Injecting rooms may be an unpalatable policy option. As in many other areas of drug policy, a continued lack of unsanctioned injecting rooms will in the long run be even more unpalatable.

Major Brian Watters
Salvation Army

Whilst one has to acknowledge the problems associated with the unsafe injecting practices associated with IV drug use, nevertheless 1 see the proposal to establish shooting galleries as being a cure potentially worse than the problem itself.

My concerns are broadly two fold:

Firstly, there is a values or philosophical question. Should we as a society be facilitating an illegal activity. Intravenous drug use is against the law and there is certainly an element of dichotomy in establishing a facility where one can legally do the illegal! Furthermore there is an implied, or tacit approval, for the use of illegal substances - heroin, cocaine, amphetamines and whatever else a person chooses to "shoot-up".

The question of "messages" is a great concern to me. 1 like to believe that all of us in this field are committed to preventing the spread of drug use. That (hopefully) being so, then we should recognise the mixed signals going out to the young in our society; namely If you want to try heroin, come along here to the 'Shooting gallery" where we can make it safe and comfortable for you!" There will be the further message "you don't have to worry about the police, its legal here!" Our society should be sending out a clear message that drug use is dangerous and unacceptable and that we as a society will do all in our power to prevent others becoming trapped in addiction.

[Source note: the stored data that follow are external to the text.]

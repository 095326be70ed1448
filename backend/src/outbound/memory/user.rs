//! In-memory [`UserRepository`].

use std::collections::HashMap;
use std::sync::{Arc, PoisonError, RwLock};

use async_trait::async_trait;

use crate::domain::User;
use crate::domain::ports::{UserRepository, UserRepositoryError};

#[derive(Debug, Clone, Default)]
pub struct InMemoryUserRepository {
    users: Arc<RwLock<HashMap<String, User>>>,
}

fn poisoned<T>(_: PoisonError<T>) -> UserRepositoryError {
    UserRepositoryError::query("user store lock poisoned")
}

impl InMemoryUserRepository {
    pub fn new() -> Self {
        Self::default()
    }
}

#[async_trait]
impl UserRepository for InMemoryUserRepository {
    async fn upsert(&self, user: &User) -> Result<(), UserRepositoryError> {
        let mut guard = self.users.write().map_err(poisoned)?;
        guard.insert(user.username().to_owned(), user.clone());
        Ok(())
    }

    async fn find_by_username(&self, username: &str) -> Result<Option<User>, UserRepositoryError> {
        let guard = self.users.read().map_err(poisoned)?;
        Ok(guard.get(username).cloned())
    }
}
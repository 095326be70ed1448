//! Hotel catalogue use-cases.
//!
//! Wraps the [`HotelRepository`] port with the not-found and parameter
//! checks the catalogue promises to callers, and translates port failures
//! into domain errors.

use std::sync::Arc;

use tracing::{debug, info};

use crate::domain::ports::{HotelRepository, HotelRepositoryError};
use crate::domain::{Error, Hotel, HotelDraft, HotelId};

/// Inclusive bounds accepted by the minimum-stars filter.
pub const STARS_RANGE: std::ops::RangeInclusive<i32> = 0..=5;

/// Catalogue service over a hotel store.
#[derive(Clone)]
pub struct HotelService {
    repository: Arc<dyn HotelRepository>,
}

pub(crate) fn map_repository_error(error: HotelRepositoryError) -> Error {
    match error {
        HotelRepositoryError::Connection { message } => Error::database_connection(message),
        HotelRepositoryError::Query { message } => {
            Error::internal(format!("hotel repository error: {message}"))
        }
    }
}

impl HotelService {
    pub fn new(repository: Arc<dyn HotelRepository>) -> Self {
        Self { repository }
    }

    pub async fn list(&self) -> Result<Vec<Hotel>, Error> {
        self.repository.list().await.map_err(map_repository_error)
    }

    /// # Errors
    /// `HotelNotFound` naming `id` when absent.
    pub async fn get(&self, id: &HotelId) -> Result<Hotel, Error> {
        self.repository
            .find_by_id(id)
            .await
            .map_err(map_repository_error)?
            .ok_or_else(|| Error::hotel_not_found(id))
    }

    /// Store a new hotel; the store assigns its identifier.
    pub async fn create(&self, draft: HotelDraft) -> Result<Hotel, Error> {
        let hotel = self
            .repository
            .insert(&draft)
            .await
            .map_err(map_repository_error)?;
        info!(hotel_id = %hotel.id(), "hotel created");
        Ok(hotel)
    }

    /// Overwrite every field of the hotel at `id`, keeping that id.
    pub async fn update(&self, id: &HotelId, draft: HotelDraft) -> Result<Hotel, Error> {
        let hotel = self
            .repository
            .replace(id, &draft)
            .await
            .map_err(map_repository_error)?
            .ok_or_else(|| Error::hotel_not_found(id))?;
        info!(hotel_id = %id, "hotel updated");
        Ok(hotel)
    }

    pub async fn delete(&self, id: &HotelId) -> Result<(), Error> {
        let deleted = self
            .repository
            .delete(id)
            .await
            .map_err(map_repository_error)?;
        if !deleted {
            return Err(Error::hotel_not_found(id));
        }
        info!(hotel_id = %id, "hotel deleted");
        Ok(())
    }

    pub async fn rating_equal_to(&self, rating: f64) -> Result<Vec<Hotel>, Error> {
        self.repository
            .rating_equal_to(rating)
            .await
            .map_err(map_repository_error)
    }

    pub async fn rating_above(&self, rating: f64) -> Result<Vec<Hotel>, Error> {
        self.repository
            .rating_above(rating)
            .await
            .map_err(map_repository_error)
    }

    pub async fn rating_below(&self, rating: f64) -> Result<Vec<Hotel>, Error> {
        self.repository
            .rating_below(rating)
            .await
            .map_err(map_repository_error)
    }

    pub async fn price_equal_to(&self, price: i32) -> Result<Vec<Hotel>, Error> {
        self.repository
            .price_equal_to(price)
            .await
            .map_err(map_repository_error)
    }

    pub async fn price_above(&self, price: i32) -> Result<Vec<Hotel>, Error> {
        self.repository
            .price_above(price)
            .await
            .map_err(map_repository_error)
    }

    pub async fn price_below(&self, price: i32) -> Result<Vec<Hotel>, Error> {
        self.repository
            .price_below(price)
            .await
            .map_err(map_repository_error)
    }

    /// # Errors
    /// `HotelNotFound` naming `name` when no hotel carries it.
    pub async fn find_by_name(&self, name: &str) -> Result<Hotel, Error> {
        self.repository
            .find_by_name(name)
            .await
            .map_err(map_repository_error)?
            .ok_or_else(|| Error::hotel_not_found(name))
    }

    /// Case-insensitive substring search over locations.
    ///
    /// # Errors
    /// `MissingRequiredParameter` naming `ubicacion` when `location` is
    /// absent or blank.
    pub async fn search_by_location(&self, location: Option<&str>) -> Result<Vec<Hotel>, Error> {
        let fragment = location
            .filter(|value| !value.trim().is_empty())
            .ok_or_else(|| Error::missing_parameter("ubicacion"))?;
        debug!(fragment, "searching hotels by location");
        self.repository
            .location_contains(fragment)
            .await
            .map_err(map_repository_error)
    }

    /// Hotels with at least `stars` stars.
    ///
    /// # Errors
    /// `InvalidParameterFormat` when `stars` falls outside [`STARS_RANGE`].
    /// The store is not consulted in that case.
    pub async fn min_stars(&self, stars: i32) -> Result<Vec<Hotel>, Error> {
        if !STARS_RANGE.contains(&stars) {
            return Err(Error::invalid_parameter_format(format!(
                "Las estrellas deben estar entre {} y {}, recibido: {stars}",
                STARS_RANGE.start(),
                STARS_RANGE.end()
            )));
        }
        self.repository
            .stars_at_least(stars)
            .await
            .map_err(map_repository_error)
    }
}

#[cfg(test)]
#[path = "hotel_service_tests.rs"]
mod tests;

My second concern and objection to the proposal, flows very logically from the philosophical debate. The pragmatics are, that the legal shooting galleries will increase the incidence of IV drug use. Obviously, to be successful these centres will need to be protected by the law and from the law. Thus, as with needle exchanges and methadone clinics, the police will be either officially or unofficially kept away from the centre.

Can it seriously be denied that the provision of legal facilities for the use of drugs and safe from police interference will not generate a supply to meet the demands for the substances? These places will become a Mecca for dealers and pushers. They will not only be supplying the existing demands, they will be stimulating and expanding their markets.

Consider this scenario: Joe and his mates from 'but west" are visiting Sydney and the Cross. Passing the shooting gallery, they linger out of curiosity. The stranger sidles up and says "go ahead boys, you should try it. Its all clean, safe and legal, just once won't hurt you". There is nothing too fanciful in that scenario! We know how persuasive drug dealers can be. Also, it is an ideal environment for extreme peer pressure with the addendum "... if its legal it can't be too bad!" It has long been a public health maxim that availability, accessibility and price are significant factors in consumption and in the growth of a market.

Those of us who work with drug addicted people, know the urgency - the immediacy - that overwhelms the addict when they have their drug in their hand. It has to be used now! This is clearly demonstrated at places like Cabramatta where these "customers" can't wait to get home, but are in the back alleys and shop doorways risking police attention. To truly impact on the problem of overdose there would have to be shooting galleries in every major suburb in Sydney. The addicts certainly won't travel from suburb to suburb. Furthermore there will have to be suppliers close by the galleries remember there can be no waiting!

All of us in this field are familiar with the N.I.M.B.Y. syndrome `not in my backyard". We encounter local hysteria when we try to open a treatment service, a needle exchange or a methadone clinic. Can we imagine the reaction at the proposal to open a shooting gallery! Although in this instance 1 have to admit I would join the cry "not in my backyard!"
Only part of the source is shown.